PESHAWAR, April 22: Federal Minister for Education Zobaida Jalal said on Thursday that the curricula had been reviewed after a lapse of 16 years to improve the education system which needed to be reformed to be brought at par with the modern world.
She was speaking at a seminar at a hotel here on Thursday. She said the new curricula would address issues confronting the education system, adding the country had suffered immensely in terms of human resource development because of outdated education curricula and it had created a huge gulf between humanities and science subjects.
The education minister clarified that preparation of the curriculum was the sole responsibility of provincial governments and the federal government approved it only after taking suggestions and proposals from the federating units.
Ms Jalal said, for the first time, a national curricula was being prepared to ensure uniformity in the education system all over the country and the national curricula would be ready by year 2007.
She said the national curricula would separate history subject from geography, which had been merged in the current curricula under the Pakistan Study. "Under the national curricula, history and geography will be taught from Class 6th onward as separate subjects," she observed.
She said the provinces had the right to give recommendations for inclusion of important personalities in the national curricula. "What we want is that our emphasis should be on the promotion of positive aspects of role models instead of concentrating on their shortcomings," Ms Jalal observed.
About the role of textbooks boards, the federal minister said the federal cabinet in 2001 had decided to strengthened it further by deregulating the printing of textbooks to bring the monopoly of a few people to an end and to provide textbooks to the students at cheaper rates.
She said the government intended to bring the private sector forward in the printing of the books. She said the NWFP would be hosting the first national workshop on textbook boards and their working.
Giving a breakup of the Education For All (EFA) and Education Sector Reforms (ESR) programmes under the NEC formula, she said 80 per cent of funds were distributed on the basis of population whereas 10 per cent were allocated for Fata, Northern Areas, Islamabad and the remaining 10 per cent were equally divided between the NWFP and Balochistan provinces.

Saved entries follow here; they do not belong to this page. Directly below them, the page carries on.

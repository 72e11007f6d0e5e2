//! Substitution scoring for the aligners.
//!
//! The aligners only need one capability from a scoring source: the score for
//! substituting one symbol with another. That capability is the [`Scorer`]
//! trait, with two concrete sources:
//!
//! - [`SubstitutionMatrix`], a dense and possibly asymmetric lookup table such
//!   as BLOSUM62.
//! - [`MatchMismatch`], a generated scheme that rewards equal symbols and
//!   penalizes unequal ones over a fixed alphabet.
//!
//! [`ScoringScheme`] picks one of the two at construction time.

mod match_mismatch;
mod substitution_matrix;

pub use match_mismatch::MatchMismatch;
pub use substitution_matrix::SubstitutionMatrix;

use crate::AlignError;

/// The number of distinct byte symbols.
pub(crate) const NUM_CHARS: usize = 1 + (u8::MAX as usize);

/// A source of pairwise substitution scores.
pub trait Scorer {
    /// The score for aligning symbol `a` from the first sequence against
    /// symbol `b` from the second sequence.
    ///
    /// # Errors
    ///
    /// - `UnknownSymbol` if either symbol is outside the scorer's domain.
    fn score(&self, a: u8, b: u8) -> Result<i32, AlignError>;
}

impl<S: Scorer + ?Sized> Scorer for &S {
    fn score(&self, a: u8, b: u8) -> Result<i32, AlignError> {
        (**self).score(a, b)
    }
}

/// A scoring source chosen at runtime.
#[derive(Clone, Debug, PartialEq, Eq, serde::Serialize, serde::Deserialize)]
#[serde(tag = "kind", rename_all = "snake_case")]
pub enum ScoringScheme {
    /// A dense substitution table.
    Matrix(SubstitutionMatrix),
    /// Uniform match and mismatch scores over an alphabet.
    MatchMismatch(MatchMismatch),
}

impl Default for ScoringScheme {
    fn default() -> Self {
        Self::Matrix(SubstitutionMatrix::blosum62())
    }
}

impl Scorer for ScoringScheme {
    fn score(&self, a: u8, b: u8) -> Result<i32, AlignError> {
        match self {
            Self::Matrix(m) => m.score(a, b),
            Self::MatchMismatch(m) => m.score(a, b),
        }
    }
}

impl From<SubstitutionMatrix> for ScoringScheme {
    fn from(m: SubstitutionMatrix) -> Self {
        Self::Matrix(m)
    }
}

impl From<MatchMismatch> for ScoringScheme {
    fn from(m: MatchMismatch) -> Self {
        Self::MatchMismatch(m)
    }
}
//! All-vs-all pairwise scores.

use std::path::Path;

use seqalign::{batch, Aligner, Mode, ScoringScheme};

use super::{print_json, OutputFormat};
use crate::data::fasta;

/// The alignment mode to score with.
#[derive(clap::ValueEnum, Debug, Clone, Copy)]
pub enum ModeArg {
    /// Needleman-Wunsch.
    Global,
    /// Smith-Waterman.
    Local,
}

impl From<ModeArg> for Mode {
    fn from(mode: ModeArg) -> Self {
        match mode {
            ModeArg::Global => Self::Global,
            ModeArg::Local => Self::Local,
        }
    }
}

/// A score matrix with the names of its rows and columns.
#[derive(serde::Serialize)]
struct ScoresReport<'a> {
    ids: Vec<&'a str>,
    mode: Mode,
    scores: Vec<Vec<i32>>,
}

/// Scores every ordered pair of records in the FASTA file at `inp_path`.
///
/// # Errors
///
/// - If the file cannot be read.
/// - If the scorer rejects a residue.
pub fn run(
    aligner: &Aligner<ScoringScheme>,
    mode: ModeArg,
    inp_path: &Path,
    parallel: bool,
    format: &OutputFormat,
) -> Result<(), String> {
    let mode = Mode::from(mode);
    let records = fasta::read(inp_path)?;
    let (ids, sequences): (Vec<_>, Vec<_>) = records.iter().map(|(id, s)| (id.as_str(), s.as_str())).unzip();

    let scores = if parallel {
        batch::par_pairwise_scores(aligner, mode, &sequences)
    } else {
        batch::pairwise_scores(aligner, mode, &sequences)
    }
    .map_err(|e| e.to_string())?;
    ftlog::info!("Computed {} {mode} scores.", ids.len() * ids.len());

    match format {
        OutputFormat::Json => print_json(&ScoresReport { ids, mode, scores }),
        OutputFormat::Fasta => Err("Scores cannot be written as FASTA.".to_string()),
        OutputFormat::Text => {
            println!("\t{}", ids.join("\t"));
            for (id, row) in ids.iter().zip(&scores) {
                let row = row.iter().map(ToString::to_string).collect::<Vec<_>>();
                println!("{id}\t{}", row.join("\t"));
            }
            Ok(())
        }
    }
}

The federal minister said she would discuss the request of the NWFP government to the prime minister about the establishment of a Women University in Peshawar. She said the federal government would provide funds for the purpose besides extending full support and cooperation to help it materialize this goal.
Ms Jalal said her re-entry to politics after the October 2002 elections was aimed at ensuring continuity to education sector reforms which were not implemented in her earlier tenure because of lack of funding.
She deplored the tendency of scrapping all policies of previous regimes by newly-formed governments during the last 50 years, adding that that was why the present government had picked up the education policy of the Nawaz Sharif government and had started its implementation after minutely modifying it.